The collective "SIOF" is still active and campaigns for the introduction of an option for Spanish State citizens
to withhold their taxes from military spending, as well as campaigning along with the mainstream party IU and its Catalan sister ICV for a withdrawl from NATO.
http://www.pangea.org/juspau/siof/cprincipal.htm
The group "espai alliberat contra la guerra" who emerged so dramatically from squatter, zapatista, alternative, anarcho-syndicalist and general european "eccentric exile" circles in the months before the declaration of war, won affection across the political spectrum for its very high profile and symbolic occupations of Barcelona's council properties which in each and every case, they were not evicted without their characteristic resistance, lots of media types filming and lots of people hanging in difficult to arrest positions on mountaineering ropes. They received the "blessing" of the local "stop the war coalition" http://www.fundacioperlapau.org/iraq/documents/docs%20p...3.htm as well as the majority of the Catalan commercial media most of their members moved on to focus thier energies in other similarly symbolic protests on migrant issues, housing issues, and have continued to be at the "non-hierarchial heart" of Barcelona's and perhaps Spain's leftwing. "Espai alternative contra la guerra" occupied all-be-it for short periods abandoned buildings at "symbolic" adresses; Dr Flemming square (named after the discoverer of penicilin for the health needs of the planet's poorest), Pi square, Arc of the Theatre street, and the old income tax offices of the state amongst others. The analysis of the assembly after many debates http://barcelona.indymedia.org/front.php3?article_id=37...bcast , was that the "root cause" of transnational conflict is "the quotidien war of poverty, exclusion, hunger, prejudice, disinformation, criminalisation, exploitation and insecurity". Within a few months of the start of the war, the group met in assembly and decided to "return to lists" thus disbanding, but many of its members continued to fight speculation and homelessness and went on a curve which brought them to occupy many buildings in the city, and have been since the March 11 bombings of Madrid in occupation of a former "guardia civil" barracks at number 11, Juan Bourbon street. One of the buildings they occupied before the war (next to Pi square) now bears a small plaque erected by the government, reminding the casual tourist in three languages that during the Spanish civil war of the 1930's, the square had been known popularly as "the square of the unknown volunteer".
The group "Aturem la guerra" (stop the war coalition) has never ceased in its attention to military conflicts worldwide, its campaign against the war on Iraq, was always tied to support for the Palestinian people, and those of Afghanistan, and in the last years support for the peoples of the Western Sahara. It has called an event for Saturday 18th March 2006 http://www.aturemlaguerra.org/
the group "peace foundation" boasting many members of Spain's academic community continued to collate data on conflicts and the quality of justice in societies affected by war, working closely with "Intermon Oxfam" (IO) and Amnesty international http://www.fundacioperlapau.org/iraq/index2.htm
The group "peace school" http://escolapau.org/programas/ddr.htm only a few weeks ago present a detailed report on those same conflict resolution processes suggesting that in the last 20 years decommissioning of arms and peace processes globally (from Ireland to Angola) have seen an estimated 1,129,000 people return to normal civilian life, and work within their societies to improve the lot of the poorest.

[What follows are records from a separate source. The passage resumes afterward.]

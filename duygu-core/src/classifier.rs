// Copyright (c) 2025-2026 brdigetrlol. All rights reserved.
// SPDX-License-Identifier: LicenseRef-Icarus-Proprietary
// See LICENSE in the repository root for full license terms.

//! Multi-layer classification: lexicon scores weighted by linguistic and
//! situational factors, reduced to one [`EmotionalState`].

use std::collections::BTreeMap;

use chrono::{DateTime, Utc};

use crate::context::NIGHT_TIME;
use crate::emotion::{Emotion, EmotionScores, EmotionalState};
use crate::features::LinguisticFeatures;
use crate::semantics::SemanticFlags;

const LONG_TEXT_WORDS: usize = 10;
const LONG_TEXT_WEIGHT: f32 = 1.2;
const NEGATION_WEIGHT: f32 = 1.3;
const NIGHT_WEIGHT: f32 = 1.4;
const SECONDARY_THRESHOLD: f32 = 0.1;
const MAX_SECONDARY: usize = 3;
const INTENSITY_GAIN: f32 = 1.5;
const MAX_TRIGGERS: usize = 3;

/// Apply linguistic and context multipliers to every nonzero lexicon score.
pub fn weighted_scores(
    features: &LinguisticFeatures,
    lexical: &EmotionScores,
    context: &BTreeMap<String, f32>,
) -> EmotionScores {
    let night = context.get(NIGHT_TIME).copied().unwrap_or(0.0) > 0.5;
    let mut weighted = EmotionScores::new();

    for (emotion, score) in lexical.nonzero() {
        let mut linguistic = 1.0;
        if features.word_count > LONG_TEXT_WORDS {
            linguistic *= LONG_TEXT_WEIGHT;
        }
        if features.negations > 0 && emotion.is_negative() {
            linguistic *= NEGATION_WEIGHT;
        }

        let mut situational = 1.0;
        if night && matches!(emotion, Emotion::Sadness | Emotion::Fear) {
            situational *= NIGHT_WEIGHT;
        }

        weighted.set(emotion, score * linguistic * situational);
    }

    weighted
}

/// Confidence from the winning score, penalized by short text and irony.
pub fn calculate_confidence(features: &LinguisticFeatures, flags: &SemanticFlags, max_score: f32) -> f32 {
    let mut confidence = max_score;
    if features.word_count >= 5 {
        confidence *= 1.1;
    } else {
        confidence *= 0.7;
    }
    if flags.is_ironic() {
        confidence *= 0.6;
    }
    confidence.clamp(0.0, 1.0)
}

/// Classify one text. `None` means no lexical signal survived weighting;
/// the caller substitutes the neutral result.
pub fn classify(
    features: &LinguisticFeatures,
    flags: &SemanticFlags,
    lexical: &EmotionScores,
    context: &BTreeMap<String, f32>,
    timestamp: DateTime<Utc>,
) -> Option<EmotionalState> {
    let weighted = weighted_scores(features, lexical, context);
    let (primary, top) = weighted.dominant()?;

    let secondary_emotions = weighted
        .ranked()
        .into_iter()
        .skip(1)
        .take(MAX_SECONDARY)
        .filter(|&(e, s)| s > SECONDARY_THRESHOLD && e != primary)
        .map(|(e, _)| e)
        .collect();

    let triggers = features
        .emotional_words
        .iter()
        .take(MAX_TRIGGERS)
        .map(|(word, _)| word.clone())
        .collect();

    Some(EmotionalState {
        primary_emotion: primary,
        secondary_emotions,
        intensity: (top * INTENSITY_GAIN).min(1.0),
        confidence: calculate_confidence(features, flags, top),
        triggers,
        context_score: context.clone(),
        timestamp,
    })
}
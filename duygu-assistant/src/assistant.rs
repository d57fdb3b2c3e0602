// Copyright (c) 2025-2026 brdigetrlol. All rights reserved.
// SPDX-License-Identifier: LicenseRef-Icarus-Proprietary
// See LICENSE in the repository root for full license terms.

//! The assistant: routes utterances, runs actions, and keeps an emotion-aware
//! conversation going.
//!
//! The analyzer is shared as `Arc<Mutex<_>>` between the listening loop and
//! the sleep-mode conversation task. Locks are held only for the duration
//! of one analyzer call and never across an await point.

use std::sync::atomic::{AtomicBool, Ordering};
use std::sync::{Arc, Mutex, MutexGuard, PoisonError};
use std::time::{Duration, Instant};

use anyhow::{Context, Result};
use chrono::{Local, Timelike};
use duygu_core::questions::{self, QuestionKind};
use duygu_core::{AnalysisContext, EmotionAnalyzer, EmotionalState};
use rand::rngs::StdRng;
use rand::seq::SliceRandom;
use rand::{Rng, SeedableRng};
use tracing::{debug, info, warn};

use crate::actions::{Action, ActionRegistry, ActionSink, Platform};
use crate::config::AssistantConfig;
use crate::router::{has_word, smart_reply, CommandRouter, Intent, Mode, Toggle};
use crate::speech::SpeechIo;

const INTERACTION: &str = "voice_command";
/// Chance of a deep-thinking remark on a chat turn.
const DEEP_RESPONSE_CHANCE: f32 = 0.2;
/// Texts up to this many characters get a generic question.
const FOLLOW_UP_MIN_CHARS: usize = 5;
const SLEEP_POLL: Duration = Duration::from_millis(200);

const ACTION_FAILED: &str = "İşlem gerçekleştirilemedi.";
const SEARCH_PROMPT: &str = "Google'da ne aramamı istersiniz?";
const PLATFORM_PROMPT: &str = "Hangi platformda açayım? YouTube veya Spotify?";
const PLATFORM_UNKNOWN: &str = "Anlayamadım, YouTube veya Spotify seçin";
const SONG_PROMPT: &str = "Hangi şarkıyı çalmamı istersiniz?";
const YOUTUBE_SONG_PROMPT: &str = "YouTube'da hangi şarkıyı açmamı istersiniz?";
const VIDEO_PROMPT: &str = "Hangi videoyu açmamı istersiniz?";
const SPELL_PROMPT: &str = "Hangi metni hecelememi istersiniz?";
const FAVORITE_YOUTUBERS: &[&str] = &["Enes Batur", "Ruhi Çenet", "Barış Özcan"];
const NO_EMOTION_DATA: &str = "Henüz yeterli veri yok. Benimle biraz daha konuşun.";
const NO_CONVERSATION_DATA: &str = "Henüz yeterli konuşma verisi yok.";
const NOT_UNDERSTOOD: &str = "Bu komutu anlamadım.";
const NOT_UNDERSTOOD_LISTENING: &str = "Bu komutu anlamadım, ama duygularınızı dinlemeye devam ediyorum.";
const SLEEP_ANNOUNCEMENT: &str = "Uyku moduna geçtim. Beni çağırmak için uyan demeniz yeterli.";
const WAKE_REPLY: &str = "Uyandım! Seni özlemiştim. Nasılsın?";
const ALREADY_AWAKE: &str = "Zaten uyanığım, sizi dinliyorum.";
const QUIET_REPLY: &str = "Tamam, sessizce dinliyorum. Beni istediğin zaman çağırabilirsin.";
const GOODBYE: &str = "JARVIS kapanıyor. Harika bir gün geçirmeni dilerim!";
const INTERRUPTED: &str = "Görüşürüz efendim!";

const SUPPORT_LINES: &[&str] = &[
    "Bu duyguyu hissetmek normal, yanındayım.",
    "Duyguların değerli, onları dinlemek önemli.",
    "Her duygu geçici, bu da geçecek.",
];

const GENERIC_QUESTIONS: &[&str] = &[
    "Size nasıl yardımcı olabilirim?",
    "Merak ettiğiniz bir konu var mı?",
    "Bugün nasılsınız?",
    "Size ne hakkında soru sormamı istersiniz?",
    "Benimle paylaşmak istediğiniz bir şey var mı?",
];

const MOTIVATIONAL_QUOTES: &[&str] = &[
    "Harika iş çıkarıyorsun, seninle gurur duyuyorum!",
    "İnanılmaz bir enerjin var, bu seni başarıya götürecek!",
    "Yapabileceğine inanıyorsun, değil mi? Çünkü ben inanıyorum!",
    "Bugün harika bir gün olacak, buna eminim!",
    "Çalışmaların gerçekten takdire şayan, böyle devam et!",
];

pub const SLEEP_QUESTIONS: &[&str] = &[
    "Nasılsın? Bugün neler yaptın?",
    "Seninle konuşmak güzel, bana biraz kendinden bahseder misin?",
    "Bugün en sevdiğin an neydi?",
    "Hayatında en çok neye değer veriyorsun?",
    "Yakın zamanda öğrendiğin ilginç bir şey var mı?",
];

pub const FRIENDLY_REPLIES: &[&str] = &[
    "Bu çok ilginç, devam edebilir misin?",
    "Seni dinlemek gerçekten güzel",
    "Bunu duyduğuma sevindim",
];

const WAKE_WORDS: &[&str] = &["uyan", "merhaba", "jarvis"];
const QUIET_WORDS: &[&str] = &["hayır", "yeter", "dur", "sus", "kapat"];

fn lock(analyzer: &Mutex<EmotionAnalyzer>) -> MutexGuard<'_, EmotionAnalyzer> {
    analyzer.lock().unwrap_or_else(PoisonError::into_inner)
}

fn pick<R: Rng + ?Sized>(lines: &[&str], rng: &mut R) -> String {
    lines.choose(rng).copied().unwrap_or_default().to_string()
}
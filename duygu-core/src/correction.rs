// Copyright (c) 2025-2026 brdigetrlol. All rights reserved.
// SPDX-License-Identifier: LicenseRef-Icarus-Proprietary
// See LICENSE in the repository root for full license terms.

//! Post-hoc corrections applied to every classification.

use serde::{Deserialize, Serialize};
use tracing::debug;

use crate::emotion::{Emotion, EmotionalState};

#[derive(Debug, Clone, Serialize, Deserialize)]
#[serde(default)]
pub struct CorrectionConfig {
    /// Classifications below this confidence fall back to neutral.
    pub low_confidence: f32,
    /// Confidence assigned after a low-confidence fallback.
    pub confidence_reset: f32,
    /// Intensity above which joy mixed with sadness is dampened.
    pub mixed_joy_intensity: f32,
    /// Dampening factor for mixed joy.
    pub mixed_joy_damping: f32,
    /// Ceiling for dampened mixed joy.
    pub mixed_joy_ceiling: f32,
}

impl Default for CorrectionConfig {
    fn default() -> Self {
        Self {
            low_confidence: 0.3,
            confidence_reset: 0.5,
            mixed_joy_intensity: 0.7,
            mixed_joy_damping: 0.8,
            mixed_joy_ceiling: 0.9,
        }
    }
}

/// Apply both correction rules, in order.
pub fn self_correct(state: &mut EmotionalState, config: &CorrectionConfig) {
    if state.confidence < config.low_confidence {
        debug!(
            from = state.primary_emotion.key(),
            confidence = state.confidence,
            "low confidence, falling back to neutral"
        );
        state.primary_emotion = Emotion::Neutral;
        state.intensity *= 0.5;
        state.confidence = config.confidence_reset;
    }

    if state.primary_emotion == Emotion::Joy
        && state.secondary_emotions.contains(&Emotion::Sadness)
        && state.intensity > config.mixed_joy_intensity
    {
        state.intensity = (state.intensity * config.mixed_joy_damping).min(config.mixed_joy_ceiling);
    }

    state.clamp();
}
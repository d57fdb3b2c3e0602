// Copyright (c) 2025-2026 brdigetrlol. All rights reserved.
// SPDX-License-Identifier: LicenseRef-Icarus-Proprietary
// See LICENSE in the repository root for full license terms.

//! Closed emotion set, per-emotion score vectors, and the result of one
//! analysis pass.

use std::collections::BTreeMap;

use chrono::{DateTime, Utc};
use serde::{Deserialize, Serialize};

/// Number of emotions in the closed set.
pub const EMOTION_COUNT: usize = 15;

/// The 15 emotion tags recognized by the analyzer.
///
/// Declaration order is significant: it is the iteration order of
/// [`Emotion::ALL`] and breaks exact score ties.
#[derive(Debug, Clone, Copy, PartialEq, Eq, Hash, PartialOrd, Ord, Serialize, Deserialize)]
#[serde(rename_all = "snake_case")]
pub enum Emotion {
    Joy,
    Sadness,
    Anger,
    Fear,
    Surprise,
    Disgust,
    Neutral,
    Love,
    Gratitude,
    Pride,
    Shame,
    Envy,
    Hope,
    Relief,
    Disappointment,
}

impl Emotion {
    pub const ALL: [Emotion; EMOTION_COUNT] = [
        Self::Joy,
        Self::Sadness,
        Self::Anger,
        Self::Fear,
        Self::Surprise,
        Self::Disgust,
        Self::Neutral,
        Self::Love,
        Self::Gratitude,
        Self::Pride,
        Self::Shame,
        Self::Envy,
        Self::Hope,
        Self::Relief,
        Self::Disappointment,
    ];

    /// Position in [`Emotion::ALL`] and in [`EmotionScores`].
    pub fn index(self) -> usize {
        self as usize
    }

    /// Canonical key used by lexicon entries and serialized output.
    pub fn key(self) -> &'static str {
        match self {
            Self::Joy => "joy",
            Self::Sadness => "sadness",
            Self::Anger => "anger",
            Self::Fear => "fear",
            Self::Surprise => "surprise",
            Self::Disgust => "disgust",
            Self::Neutral => "neutral",
            Self::Love => "love",
            Self::Gratitude => "gratitude",
            Self::Pride => "pride",
            Self::Shame => "shame",
            Self::Envy => "envy",
            Self::Hope => "hope",
            Self::Relief => "relief",
            Self::Disappointment => "disappointment",
        }
    }

    /// Turkish label used in spoken replies.
    pub fn label(self) -> &'static str {
        match self {
            Self::Joy => "neşe",
            Self::Sadness => "üzüntü",
            Self::Anger => "öfke",
            Self::Fear => "korku",
            Self::Surprise => "şaşkınlık",
            Self::Disgust => "tiksinme",
            Self::Neutral => "nötr",
            Self::Love => "sevgi",
            Self::Gratitude => "minnettarlık",
            Self::Pride => "gurur",
            Self::Shame => "utanç",
            Self::Envy => "kıskançlık",
            Self::Hope => "umut",
            Self::Relief => "rahatlama",
            Self::Disappointment => "hayal kırıklığı",
        }
    }

    /// Strict lookup by canonical key or Turkish label.
    pub fn parse(label: &str) -> Option<Self> {
        let wanted = label.trim().to_lowercase();
        Self::ALL
            .into_iter()
            .find(|e| e.key() == wanted || e.label() == wanted)
    }

    /// Lenient lookup: anything unrecognized degrades to `Neutral`.
    pub fn from_label(label: &str) -> Self {
        Self::parse(label).unwrap_or(Self::Neutral)
    }

    /// Emotions that negation reinforces and that trigger supportive replies.
    pub fn is_negative(self) -> bool {
        matches!(self, Self::Sadness | Self::Anger | Self::Fear)
    }
}

/// Per-emotion score vector indexed by [`Emotion::index`].
#[derive(Debug, Clone, Copy, PartialEq, Default, Serialize, Deserialize)]
pub struct EmotionScores {
    pub values: [f32; EMOTION_COUNT],
}

impl EmotionScores {
    pub fn new() -> Self {
        Self::default()
    }

    pub fn get(&self, emotion: Emotion) -> f32 {
        self.values[emotion.index()]
    }

    pub fn set(&mut self, emotion: Emotion, value: f32) {
        self.values[emotion.index()] = value;
    }

    pub fn add(&mut self, emotion: Emotion, value: f32) {
        self.values[emotion.index()] += value;
    }

    pub fn total(&self) -> f32 {
        self.values.iter().sum()
    }

    pub fn is_zero(&self) -> bool {
        self.values.iter().all(|v| *v == 0.0)
    }

    /// Divide every entry by the total. A zero vector stays zero.
    pub fn normalized(&self) -> Self {
        let total = self.total();
        if total <= 0.0 {
            return Self::default();
        }
        let mut out = *self;
        for v in &mut out.values {
            *v /= total;
        }
        out
    }

    /// Nonzero entries in declaration order.
    pub fn nonzero(&self) -> impl Iterator<Item = (Emotion, f32)> + '_ {
        Emotion::ALL
            .into_iter()
            .map(|e| (e, self.get(e)))
            .filter(|(_, v)| *v != 0.0)
    }

    /// Highest-scoring emotion; exact ties go to the earlier variant.
    pub fn dominant(&self) -> Option<(Emotion, f32)> {
        let mut best: Option<(Emotion, f32)> = None;
        for (emotion, value) in self.nonzero() {
            match best {
                Some((_, b)) if value <= b => {}
                _ => best = Some((emotion, value)),
            }
        }
        best
    }

    /// Nonzero entries sorted by descending score, stable on declaration order.
    pub fn ranked(&self) -> Vec<(Emotion, f32)> {
        let mut ranked: Vec<(Emotion, f32)> = self.nonzero().collect();
        ranked.sort_by(|a, b| b.1.partial_cmp(&a.1).unwrap_or(std::cmp::Ordering::Equal));
        ranked
    }
}

/// Result of one analysis pass.
#[derive(Debug, Clone, PartialEq, Serialize, Deserialize)]
pub struct EmotionalState {
    pub primary_emotion: Emotion,
    /// Up to three runner-up emotions, strongest first.
    pub secondary_emotions: Vec<Emotion>,
    /// Strength of the primary emotion [0, 1].
    pub intensity: f32,
    /// Certainty of the classification [0, 1].
    pub confidence: f32,
    /// Surface words that drove the classification (at most three).
    pub triggers: Vec<String>,
    /// Situational tags and their weights.
    pub context_score: BTreeMap<String, f32>,
    pub timestamp: DateTime<Utc>,
}

impl EmotionalState {
    /// The no-signal result: neutral, faint, middling confidence.
    pub fn neutral(context_score: BTreeMap<String, f32>, timestamp: DateTime<Utc>) -> Self {
        Self {
            primary_emotion: Emotion::Neutral,
            secondary_emotions: Vec::new(),
            intensity: 0.1,
            confidence: 0.5,
            triggers: Vec::new(),
            context_score,
            timestamp,
        }
    }

    pub fn is_negative(&self) -> bool {
        self.primary_emotion.is_negative()
    }

    /// Clamp intensity and confidence back into [0, 1].
    pub fn clamp(&mut self) {
        self.intensity = self.intensity.clamp(0.0, 1.0);
        self.confidence = self.confidence.clamp(0.0, 1.0);
    }
}

#[cfg(test)]
mod tests {
    use super::*;

    #[test]
    fn test_emotion_indices() {
        for (i, e) in Emotion::ALL.iter().enumerate() {
            assert_eq!(e.index(), i);
        }
    }

    #[test]
    fn test_parse_key_and_label() {
        assert_eq!(Emotion::parse("joy"), Some(Emotion::Joy));
        assert_eq!(Emotion::parse("Gratitude"), Some(Emotion::Gratitude));
        assert_eq!(Emotion::parse("hayal kırıklığı"), Some(Emotion::Disappointment));
        assert_eq!(Emotion::parse("melancholy"), None);
    }

    #[test]
    fn test_unknown_label_degrades_to_neutral() {
        assert_eq!(Emotion::from_label("ennui"), Emotion::Neutral);
        assert_eq!(Emotion::from_label(""), Emotion::Neutral);
        assert_eq!(Emotion::from_label("fear"), Emotion::Fear);
    }

    #[test]
    fn test_negative_valence_set() {
        let negatives: Vec<Emotion> = Emotion::ALL.into_iter().filter(|e| e.is_negative()).collect();
        assert_eq!(negatives, vec![Emotion::Sadness, Emotion::Anger, Emotion::Fear]);
    }

    #[test]
    fn test_serde_uses_canonical_key() {
        let json = serde_json::to_string(&Emotion::Disappointment).unwrap();
        assert_eq!(json, "\"disappointment\"");
        let back: Emotion = serde_json::from_str("\"gratitude\"").unwrap();
        assert_eq!(back, Emotion::Gratitude);
    }

    #[test]
    fn test_normalized_sums_to_one() {
        let mut scores = EmotionScores::new();
        scores.add(Emotion::Joy, 0.9);
        scores.add(Emotion::Love, 0.3);
        scores.add(Emotion::Joy, 0.8);
        let norm = scores.normalized();
        assert!((norm.total() - 1.0).abs() < 1e-6);
        assert!((norm.get(Emotion::Joy) - 1.7 / 2.0).abs() < 1e-6);
    }

    #[test]
    fn test_normalized_zero_stays_zero() {
        let norm = EmotionScores::new().normalized();
        assert!(norm.is_zero());
    }

    #[test]
    fn test_dominant_tie_goes_to_declaration_order() {
        let mut scores = EmotionScores::new();
        scores.set(Emotion::Hope, 0.5);
        scores.set(Emotion::Fear, 0.5);
        assert_eq!(scores.dominant().map(|d| d.0), Some(Emotion::Fear));
        assert!(EmotionScores::new().dominant().is_none());
    }

    #[test]
    fn test_ranked_descending() {
        let mut scores = EmotionScores::new();
        scores.set(Emotion::Love, 0.1);
        scores.set(Emotion::Joy, 0.6);
        scores.set(Emotion::Gratitude, 0.3);
        let order: Vec<Emotion> = scores.ranked().into_iter().map(|r| r.0).collect();
        assert_eq!(order, vec![Emotion::Joy, Emotion::Gratitude, Emotion::Love]);
    }

    #[test]
    fn test_state_clamp() {
        let mut state = EmotionalState::neutral(BTreeMap::new(), Utc::now());
        state.intensity = 1.7;
        state.confidence = -0.2;
        state.clamp();
        assert_eq!(state.intensity, 1.0);
        assert_eq!(state.confidence, 0.0);
    }
}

I couldn't write any review of these last 3 years without mentioning at least one Spaniard who died, in the service of media in Iraq. José Couso was a cameraman with TV5 one of Spain's terrestial channels, he was 37 years of age, married with two children then aged 3 and 6 years. He was in the Palestine Hotel in Baghdad in 2003, a building which was clearly identified to the occupying forces and Iraqis as housing members of the international media and aid volunteer corps. They were protected under Article IV of the Geneva Convention 12/8/49 and its summary protocols and additions of 8/6/77 to which the USA is party. On the 8th of April 2003 he and others died after sergeant Thomas Gibson, captain Philip Wolford and lieutenant colonel Philip de Camp
of the the 64th armoured regiment of the 3rd division of infantry of the US Armed forces negligently and illegaly fired tank shells at that hotel. He was just one of many. The case against the USA for its illegal war and its wanton destruction of the Iraqi peoples' homes continue.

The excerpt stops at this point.